Notice how not only do we have the source collection already set up, we also have no references to context, FrameStack, iteratorType and none of the usual scope.enterLocal(_expression_, Variable.createReadOnlyVariable(iterator.getName(), ...)..). We can simply focus on the actual transformation logic with all of the repetitive code factored out.
 
With some minor changes in OperationCallExpression and FeatureCallExpression, from the user’s perspective all lambdas are now equivalent and can be used in both native code (e.g. Streams) and EOL FirstOrderOperations (e.g. select). Tests for these have been implemented and all previous tests plus the new ones are passing.
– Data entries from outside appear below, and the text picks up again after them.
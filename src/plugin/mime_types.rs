//! Payload content types keystash accepts and the encodings each allows.

use std::collections::BTreeMap;

pub const TEXT_PLAIN: &str = "text/plain";
pub const OCTET_STREAM: &str = "application/octet-stream";
pub const PKCS8: &str = "application/pkcs8";
pub const PKIX_CERT: &str = "application/pkix-cert";

pub const PLAIN_TEXT: &[&str] =
    &[TEXT_PLAIN, "text/plain;charset=utf-8", "text/plain; charset=utf-8"];
pub const BINARY: &[&str] = &[OCTET_STREAM, PKCS8, PKIX_CERT];

const PLAIN_TEXT_CHARSETS: &[&str] = &["utf-8"];

pub const BASE64: &str = "base64";
pub const BINARY_ENCODING: &str = "binary";

/// Map a content type to its internal form: parameters stripped and
/// utf-8 text collapsed to `text/plain`. Unknown charsets and malformed
/// parameters leave the input unchanged.
pub fn normalize_content_type(content_type: &str) -> String {
    let mut parts = content_type.split(';').map(str::trim);
    let mime = parts.next().unwrap_or_default().to_ascii_lowercase();

    if let Some(parameter) = parts.next() {
        let Some((_, charset)) = parameter.split_once('=') else {
            return content_type.to_string();
        };
        if !PLAIN_TEXT_CHARSETS.contains(&charset.trim().to_ascii_lowercase().as_str()) {
            return content_type.to_string();
        }
    }

    if mime == TEXT_PLAIN || BINARY.contains(&mime.as_str()) {
        mime
    } else {
        content_type.to_string()
    }
}

pub fn is_supported(content_type: &str) -> bool {
    let normalized = normalize_content_type(content_type);
    PLAIN_TEXT.contains(&normalized.as_str()) || BINARY.contains(&normalized.as_str())
}

pub fn is_binary(content_type: &str) -> bool {
    BINARY.contains(&normalize_content_type(content_type).as_str())
}

/// Transfer encodings accepted with `content_type`; text takes none.
pub fn supported_encodings(content_type: &str) -> &'static [&'static str] {
    if is_binary(content_type) {
        &[BASE64, BINARY_ENCODING]
    } else {
        &[]
    }
}

pub fn is_content_type_with_encoding_supported(
    content_type: &str,
    content_encoding: Option<&str>,
) -> bool {
    if !is_supported(content_type) {
        return false;
    }
    let encodings = supported_encodings(content_type);
    match content_encoding {
        Some(encoding) => encodings.contains(&encoding.to_ascii_lowercase().as_str()),
        None => encodings.is_empty(),
    }
}

/// `content_types` advertised for a secret stored as `content_type`.
pub fn content_types_for(content_type: &str) -> Option<BTreeMap<String, String>> {
    let normalized = normalize_content_type(content_type);
    (normalized == TEXT_PLAIN || BINARY.contains(&normalized.as_str()))
        .then(|| BTreeMap::from([("default".to_string(), normalized)]))
}
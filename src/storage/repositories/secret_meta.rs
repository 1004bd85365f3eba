//! Plugin metadata attached to a secret (`secret_store_metadata`).
//!
//! Every store plugin records at least `plugin_name` here; the rest of the
//! keys are opaque to everything but the plugin that wrote them.

use crate::errors::{KeystashError, Result};
use crate::storage::DbPool;
use sqlx::Row;
use std::collections::BTreeMap;
use tracing::instrument;

#[derive(Debug, Clone)]
pub struct SecretMetadataRepository {
    pool: DbPool,
}

impl SecretMetadataRepository {
    pub fn new(pool: DbPool) -> Self {
        Self { pool }
    }

    /// Upsert every entry of `metadata` for the secret in one transaction.
    #[instrument(
        skip(self, metadata),
        fields(entries = metadata.len()),
        name = "db_save_secret_meta"
    )]
    pub async fn save(&self, secret_id: &str, metadata: &BTreeMap<String, String>) -> Result<()> {
        let mut tx = self
            .pool
            .begin()
            .await
            .map_err(|e| KeystashError::database(e, "Failed to begin metadata transaction"))?;

        for (key, value) in metadata {
            sqlx::query(
                "INSERT INTO secret_store_metadata (secret_id, meta_key, meta_value) \
                 VALUES (?, ?, ?) \
                 ON CONFLICT(secret_id, meta_key) DO UPDATE SET meta_value = excluded.meta_value",
            )
            .bind(secret_id)
            .bind(key)
            .bind(value)
            .execute(&mut *tx)
            .await
            .map_err(|e| {
                KeystashError::database(e, format!("Failed to save metadata key '{}'", key))
            })?;
        }

        tx.commit()
            .await
            .map_err(|e| KeystashError::database(e, "Failed to commit secret metadata"))?;
        Ok(())
    }

    #[instrument(skip(self), name = "db_get_secret_meta")]
    pub async fn get(&self, secret_id: &str) -> Result<BTreeMap<String, String>> {
        let rows = sqlx::query(
            "SELECT meta_key, meta_value FROM secret_store_metadata WHERE secret_id = ?",
        )
        .bind(secret_id)
        .fetch_all(&self.pool)
        .await
        .map_err(|e| {
            KeystashError::database(
                e,
                format!("Failed to get metadata for secret '{}'", secret_id),
            )
        })?;

        Ok(rows
            .into_iter()
            .map(|row| (row.get::<String, _>("meta_key"), row.get::<String, _>("meta_value")))
            .collect())
    }
}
To pre-emptively answer the inevitable question regarding error reporting, invalid parameters will be reported as usual with as much relevant detail as possible. For example, in the following code:
 
Sequence{1..10}.select(2);
 
The user gets an EolIllegalOperationParametersException:
“Invalid number [or types] of arguments for operation 'select': expected 'CheckedEolFunction' but got '2'”.
 
Of course it would be preferable to be more specific with regards to the expected type where possible. In most cases, the appropriate type is actually a ‘CheckedEolPredicate’. Currently this lax approach leads to a less user-friendly (i.e. non-EOL) exception when an incorrectly specified function is used. For example:
 
var hasher = LambdaFactory.func(d | d.hashCode());
Sequence{1..10}.exists(hasher);
 
results in:
“Internal error: java.lang.ClassCastException: java.lang.Integer cannot be cast to java.lang.Boolean”.
 
There are multiple solutions to this: one way is to enforce type-checking of the functions to their specialised forms prior to execution, another is to catch the ClassCastException during execution and rebrand it as EolRuntimeException with the appropriate message and Epsilon stack trace.
 
An interesting implementation detail is that lambda expressions created through the LambdaFactory really are native lambdas, as demonstrated by the output of:
 
var raiseMagnitude = LambdaFactory.unary(i | i * 10);
raiseMagnitude.getClass().getName().println();
 
being:
org.eclipse.epsilon.eol.function.LambdaFactory$$Lambda$13/728258269.
 
Regarding the construction of lambdas from the user’s perspective, Horacio and I discussed this and there is no obvious or simple solution for making it more elegant. Whilst it would be preferable to support such a feature at the language level as opposed to exposing a built-in wrapper object to the user, there is the question of type inference. As I mentioned, all lambda expressions with zero or one iterators can be inferred to be a CheckedEolFunction, but whilst this is fine for EOL operations it is not the case for Natives since Consumer, Supplier, Predicate etc. do not extend Function. We could infer CheckedEolFunction by default unless the user specifies the type, like:
 
var printer = (e | e.println()) : Consumer;
 
but either way this requires a change to the grammar as well as adding the types to the editor. I would argue that the minimal impact approach both for users and Epsilon developers is to stick with the operation approach; either by the LambdaFactory object or, if this is not pretty, having the operations on LambdaFactory being contextless, e.g.:
 
var raiseMagnitude = unary(i | i * 10);
 
If anyone has any thoughts on this, please let me know. If there are no suggestions for further discussion I propose to merge these changes from the lambda-support branch into master.